Joe Schauenberg: The COVID-19 pandemic has made very clear that the ongoing digitization of healthcare in America is only accelerating. It’s a path that we’ve been on now for many years, but it’s quiet clear from our conversations with investors in this category over the past month that there’s much more focus today on more initiative solutions like in the provider market telehealth capabilities, or remote patient monitoring, or home health solutions, home health technology, or connectivity solutions that link the different silos of care across the ecosystem. Or in the payer market, more digitization of distribution of insurance plans. What was historically a labor-based distribution model, or human-to-human interactions, is becoming much more digital. Or in life sciences, life sciences companies that here before were more reliant on the provider to engage with patients, we’re seeing that move to direct connectivity, direct patient engagement between the life sciences company and the patient for a number of things including, trial selection, patient recruitment and retention for clinical trials.

It’s hard to be real clairvoyant on how the crisis will impact healthcare IT in the very near term, but it’s evident that it’s created somewhat of a call to action to drive more innovation and more technology spend in the healthcare delivery process.

In the provider segment, certain realities have been very challenging for IT vendors over the past month. But we’ve also heard some positive things from vendors in the marketplace over the past month, and not just from telehealth or remote patient monitoring. But things like interoperability solutions, software that ties together different siloed systems within a hospital and also externally with other systems in the healthcare ecosystem. Certain of those vendors have done relatively well in the face of the crisis.

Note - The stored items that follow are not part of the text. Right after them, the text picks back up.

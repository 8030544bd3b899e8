use actix_web::{FromRequest, HttpRequest, HttpMessage};
use futures_util::future::{ready, Ready};
use crate::{entities::{owner::Requester, token::Claims}, errors::AuthError};

/// Extractor for the authenticated caller.
/// Returns 401 if the request carries no valid token.
/// Usage: Add `user: AuthUser` as a parameter to your handler function.
#[derive(Debug)]
pub struct AuthUser(pub Requester);

impl FromRequest for AuthUser {
    type Error = actix_web::Error;
    type Future = Ready<Result<Self, Self::Error>>;

    fn from_request(req: &HttpRequest, _: &mut actix_web::dev::Payload) -> Self::Future {
        match requester_from(req) {
            Some(Ok(requester)) => ready(Ok(AuthUser(requester))),
            Some(Err(e)) => ready(Err(e.into())),
            None => ready(Err(AuthError::MissingCredentials.into())),
        }
    }
}

/// Extractor for routes that also serve anonymous callers.
#[derive(Debug)]
pub struct OptionalUser(pub Option<Requester>);

impl OptionalUser {
    pub fn as_ref(&self) -> Option<&Requester> {
        self.0.as_ref()
    }
}

impl FromRequest for OptionalUser {
    type Error = actix_web::Error;
    type Future = Ready<Result<Self, Self::Error>>;

    fn from_request(req: &HttpRequest, _: &mut actix_web::dev::Payload) -> Self::Future {
        let requester = requester_from(req).and_then(Result::ok);
        ready(Ok(OptionalUser(requester)))
    }
}

fn requester_from(req: &HttpRequest) -> Option<Result<Requester, AuthError>> {
    req.extensions().get::<Claims>().map(Claims::requester)
}
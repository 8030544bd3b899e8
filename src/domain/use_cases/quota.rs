use std::sync::Arc;

use uuid::Uuid;

use crate::{
    entities::{owner::Owner, quota::QuotaStatus},
    errors::{AppError, QuotaExceeded},
    repositories::MetadataStore,
};

/// Storage budget per owner.
///
/// Usage is always recomputed from live asset records. The cached
/// `used_storage` column is only written by asset commits and by
/// [`QuotaLedger::reconcile`]; nothing here reads it for a decision.
pub struct QuotaLedger<R>
where
    R: MetadataStore + ?Sized,
{
    repo: Arc<R>,
}

impl<R> QuotaLedger<R>
where
    R: MetadataStore + ?Sized,
{
    pub fn new(repo: Arc<R>) -> Self {
        QuotaLedger { repo }
    }

    pub async fn used_storage(&self, owner_id: &Uuid) -> Result<u64, AppError> {
        self.repo.sum_live_sizes(owner_id).await
    }

    pub async fn has_capacity(&self, owner_id: &Uuid, additional: u64) -> Result<bool, AppError> {
        let owner = self.owner(owner_id).await?;
        Ok(self.check(&owner, additional).await?.is_ok())
    }

    /// Admission check for `additional` bytes against the current live usage.
    pub async fn check(&self, owner: &Owner, additional: u64) -> Result<Result<(), QuotaExceeded>, AppError> {
        if owner.has_unlimited_quota() {
            return Ok(Ok(()));
        }

        let used = self.used_storage(&owner.id).await?;
        Ok(admit(used, owner.quota_bytes(), additional))
    }

    pub async fn status(&self, owner_id: &Uuid) -> Result<QuotaStatus, AppError> {
        let owner = self.owner(owner_id).await?;
        let used = self.used_storage(owner_id).await?;
        Ok(QuotaStatus::new(used, owner.quota_bytes()))
    }

    /// Rewrites drifted `used_storage` caches. Returns the number repaired.
    pub async fn reconcile(&self) -> Result<u64, AppError> {
        self.repo.reconcile_used_storage().await
    }

    async fn owner(&self, owner_id: &Uuid) -> Result<Owner, AppError> {
        self.repo
            .get_owner(owner_id)
            .await?
            .ok_or_else(|| AppError::NotFound("User not found".to_string()))
    }
}

/// `used + additional <= quota`, reporting the numbers on rejection.
pub fn admit(used: u64, quota: u64, additional: u64) -> Result<(), QuotaExceeded> {
    if quota == 0 || used.saturating_add(additional) <= quota {
        return Ok(());
    }

    Err(QuotaExceeded {
        used,
        quota,
        remaining: quota.saturating_sub(used),
        attempted: additional,
    })
}
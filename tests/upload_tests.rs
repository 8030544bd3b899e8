
use reqwest::StatusCode;
use serde_json::{json, Value};
use test_utils::*;

#[actix_rt::test]
async fn upload_stores_file_and_reports_it_as_created() {
    let app = TestApp::spawn().await;
    let owner = app.create_owner(0);

    let response = app.upload(&owner.token, vec![TestFile::new("cat.png", "image/png", PNG_1X1)]).await;

    assert_eq!(response.status(), StatusCode::OK);
    let report: Value = response.json().await.unwrap();
    assert_eq!(report["created"].as_array().unwrap().len(), 1);
    assert_eq!(report["deduped"].as_array().unwrap().len(), 0);

    let asset = &report["created"][0];
    assert_eq!(asset["original_name"], "cat.png");
    assert_eq!(asset["mime_type"], "image/png");
    assert_eq!(asset["file_size"], PNG_1X1.len());
    assert_eq!((asset["width"].as_i64(), asset["height"].as_i64()), (Some(1), Some(1)));
    assert!(asset.get("file_path").is_none());

    let stored = app.repo.all_assets_for(&owner.id);
    assert_eq!(stored.len(), 1);
    assert!(app.storage.path().join(&stored[0].file_path).exists());
}

#[actix_rt::test]
async fn identical_content_is_deduplicated_per_owner() {
    let app = TestApp::spawn().await;
    let owner = app.create_owner(0);
    let other = app.create_owner(0);

    let first: Value = app
        .upload(&owner.token, vec![TestFile::new("a.png", "image/png", PNG_1X1)])
        .await
        .json()
        .await
        .unwrap();
    let second: Value = app
        .upload(&owner.token, vec![TestFile::new("renamed.png", "image/png", PNG_1X1)])
        .await
        .json()
        .await
        .unwrap();

    assert_eq!(second["created"].as_array().unwrap().len(), 0);
    assert_eq!(second["deduped"][0]["id"], first["created"][0]["id"]);
    assert_eq!(app.repo.all_assets_for(&owner.id).len(), 1);

    let quota: Value = app.get("/api/user/quota", Some(&owner.token)).await.json().await.unwrap();
    assert_eq!(quota["used"], PNG_1X1.len());

    let foreign: Value = app
        .upload(&other.token, vec![TestFile::new("a.png", "image/png", PNG_1X1)])
        .await
        .json()
        .await
        .unwrap();
    assert_eq!(foreign["created"].as_array().unwrap().len(), 1);
    assert_ne!(foreign["created"][0]["id"], first["created"][0]["id"]);
}

#[actix_rt::test]
async fn quota_boundary_is_enforced_per_item() {
    let app = TestApp::spawn().await;
    let owner = app.create_owner(1000);

    let seeded: Value = app
        .upload(&owner.token, vec![TestFile::png_of_size("base.png", 900, 1)])
        .await
        .json()
        .await
        .unwrap();
    assert_eq!(seeded["created"].as_array().unwrap().len(), 1);

    let rejected: Value = app
        .upload(&owner.token, vec![TestFile::png_of_size("big.png", 101, 2)])
        .await
        .json()
        .await
        .unwrap();
    assert_eq!(rejected["created"].as_array().unwrap().len(), 0);
    assert_eq!(rejected["errors"][0]["kind"], "quota_exceeded");
    assert_eq!(
        rejected["errors"][0]["quota"],
        json!({ "used": 900, "quota": 1000, "remaining": 100, "attempted": 101 })
    );

    let fits: Value = app
        .upload(&owner.token, vec![TestFile::png_of_size("fits.png", 100, 3)])
        .await
        .json()
        .await
        .unwrap();
    assert_eq!(fits["created"].as_array().unwrap().len(), 1);

    let full: Value = app
        .upload(&owner.token, vec![TestFile::new("one.png", "image/png", vec![0x89])])
        .await
        .json()
        .await
        .unwrap();
    assert_eq!(full["errors"][0]["kind"], "quota_exceeded");
    assert_eq!(full["errors"][0]["quota"]["remaining"], 0);

    let quota: Value = app.get("/api/user/quota", Some(&owner.token)).await.json().await.unwrap();
    assert_eq!(quota["used"], 1000);
    assert_eq!(quota["remaining"], 0);
}

#[actix_rt::test]
async fn batch_reports_each_item_independently() {
    let app = TestApp::spawn().await;
    let owner = app.create_owner(0);

    let report: Value = app
        .upload(&owner.token, vec![
            TestFile::new("ok.png", "image/png", PNG_1X1),
            TestFile::new("notes.txt", "text/plain", b"hello".to_vec()),
            TestFile::new("empty.png", "image/png", Vec::new()),
            TestFile::png_of_size("huge.png", 1024 * 1024 + 1, 9),
            TestFile::png_of_size("second.png", 200, 4),
        ])
        .await
        .json()
        .await
        .unwrap();

    let created: Vec<&str> = report["created"]
        .as_array()
        .unwrap()
        .iter()
        .map(|a| a["original_name"].as_str().unwrap())
        .collect();
    assert_eq!(created, ["ok.png", "second.png"]);

    let kinds: Vec<(&str, &str)> = report["errors"]
        .as_array()
        .unwrap()
        .iter()
        .map(|e| (e["file_name"].as_str().unwrap(), e["kind"].as_str().unwrap()))
        .collect();
    assert!(report["errors"].as_array().unwrap().iter().all(|e| e.get("quota").is_none()));
    assert_eq!(kinds, [
        ("notes.txt", "unsupported_type"),
        ("empty.png", "empty_file"),
        ("huge.png", "file_too_large"),
    ]);
    assert_eq!(report["message"], "Successfully uploaded 2 file(s)");
}

#[actix_rt::test]
async fn octet_stream_uploads_are_sniffed() {
    let app = TestApp::spawn().await;
    let owner = app.create_owner(0);

    let report: Value = app
        .upload(&owner.token, vec![TestFile::new("blob", "application/octet-stream", PNG_1X1)])
        .await
        .json()
        .await
        .unwrap();

    assert_eq!(report["created"][0]["mime_type"], "image/png");
}

#[actix_rt::test]
async fn upload_without_files_is_rejected() {
    let app = TestApp::spawn().await;
    let owner = app.create_owner(0);

    let form = reqwest::multipart::Form::new().text("note", "no files here");
    let response = app
        .client
        .post(app.url("/api/images/upload"))
        .bearer_auth(&owner.token)
        .multipart(form)
        .send()
        .await
        .unwrap();

    assert_eq!(response.status(), StatusCode::BAD_REQUEST);
}
use async_trait::async_trait;
use uuid::Uuid;

use crate::{entities::owner::Owner, errors::AppError, repositories::sqlx_repo::SqlxRepo};

#[async_trait]
pub trait OwnerRepository: Send + Sync {
    async fn get_owner(&self, id: &Uuid) -> Result<Option<Owner>, AppError>;
    async fn create_owner(&self, owner: &Owner) -> Result<(), AppError>;

    /// Rewrites every owner's cached usage from the live asset sizes.
    /// Returns how many owners had drifted.
    async fn reconcile_used_storage(&self) -> Result<u64, AppError>;
}

#[async_trait]
impl OwnerRepository for SqlxRepo {
    async fn get_owner(&self, id: &Uuid) -> Result<Option<Owner>, AppError> {
        let owner = sqlx::query_as::<_, Owner>("SELECT * FROM users WHERE id = $1")
            .bind(id)
            .fetch_optional(&self.pool)
            .await?;

        Ok(owner)
    }

    async fn create_owner(&self, owner: &Owner) -> Result<(), AppError> {
        sqlx::query(
            r#"
            INSERT INTO users (
                id, username, role, status, storage_quota, used_storage, custom_domain,
                max_image_size, allowed_image_types, compress_image, enable_watermark,
                created_at, updated_at
            )
            VALUES ($1, $2, $3, $4, $5, $6, $7, $8, $9, $10, $11, $12, $13)
            "#,
        )
        .bind(owner.id)
        .bind(&owner.username)
        .bind(&owner.role)
        .bind(&owner.status)
        .bind(owner.storage_quota)
        .bind(owner.used_storage)
        .bind(&owner.custom_domain)
        .bind(owner.max_image_size)
        .bind(&owner.allowed_image_types)
        .bind(owner.compress_image)
        .bind(owner.enable_watermark)
        .bind(owner.created_at)
        .bind(owner.updated_at)
        .execute(&self.pool)
        .await
        .map_err(|e| {
            if let sqlx::Error::Database(db_err) = &e {
                if db_err.constraint() == Some("users_username_key") {
                    return AppError::Conflict("Username already exists".into());
                }
            }
            AppError::from(e)
        })?;

        Ok(())
    }

    async fn reconcile_used_storage(&self) -> Result<u64, AppError> {
        let result = sqlx::query(
            r#"
            UPDATE users u
            SET used_storage = t.total, updated_at = NOW()
            FROM (
                SELECT o.id, COALESCE(SUM(i.file_size), 0)::BIGINT AS total
                FROM users o
                LEFT JOIN images i ON i.user_id = o.id AND i.deleted_at IS NULL
                GROUP BY o.id
            ) t
            WHERE u.id = t.id AND u.used_storage <> t.total
            "#,
        )
        .execute(&self.pool)
        .await?;

        Ok(result.rows_affected())
    }
}
use uuid::Uuid;

use crate::errors::AppError;

/// Parses a public identifier. Malformed input is reported exactly like an
/// unknown identifier so callers cannot probe for existence.
pub fn valid_uuid(id: &str) -> Result<Uuid, AppError> {
    Uuid::parse_str(id.trim())
        .ok()
        .filter(|uuid| !uuid.is_nil())
        .ok_or_else(|| AppError::NotFound("Image not found".to_string()))
}

#[cfg(test)]
mod tests {
    use super::*;

    #[test]
    fn malformed_and_nil_ids_are_not_found() {
        assert!(matches!(valid_uuid("not-a-uuid"), Err(AppError::NotFound(_))));
        assert!(matches!(valid_uuid(&Uuid::nil().to_string()), Err(AppError::NotFound(_))));

        let id = Uuid::new_v4();
        assert_eq!(valid_uuid(&id.to_string()).unwrap(), id);
    }
}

Workforce management has been a very talked about theme over the past month. Certain vendors that are managing the influx on clinical staff that are themselves managing patient flow within existing hospitals or in certain cases new hospitals, field hospitals that have been erected to manage the COIVD crisis. All of that clinical staff needs to be directed, needs to be tracked, the time and attendance needs to be tracked. And vendors that are helping the provider manage all of that have fared relatively well. Risk management has been a theme that has gotten a lot of traction over the past month. Vendors that manage the individuals coming into facilities to ensure those individuals are safe and not on any sort of watch list, they’re not posing an undo risk to existing patients in those facilities, certain of those vendors have done well. So, it’s been a balance, I’d say overall vendors have faced a lot of challenges over the past month and will likely for the next couple of quarters. But in certain cases, the more innovative, more forward thinking, more contemporary solutions have actually fared pretty well.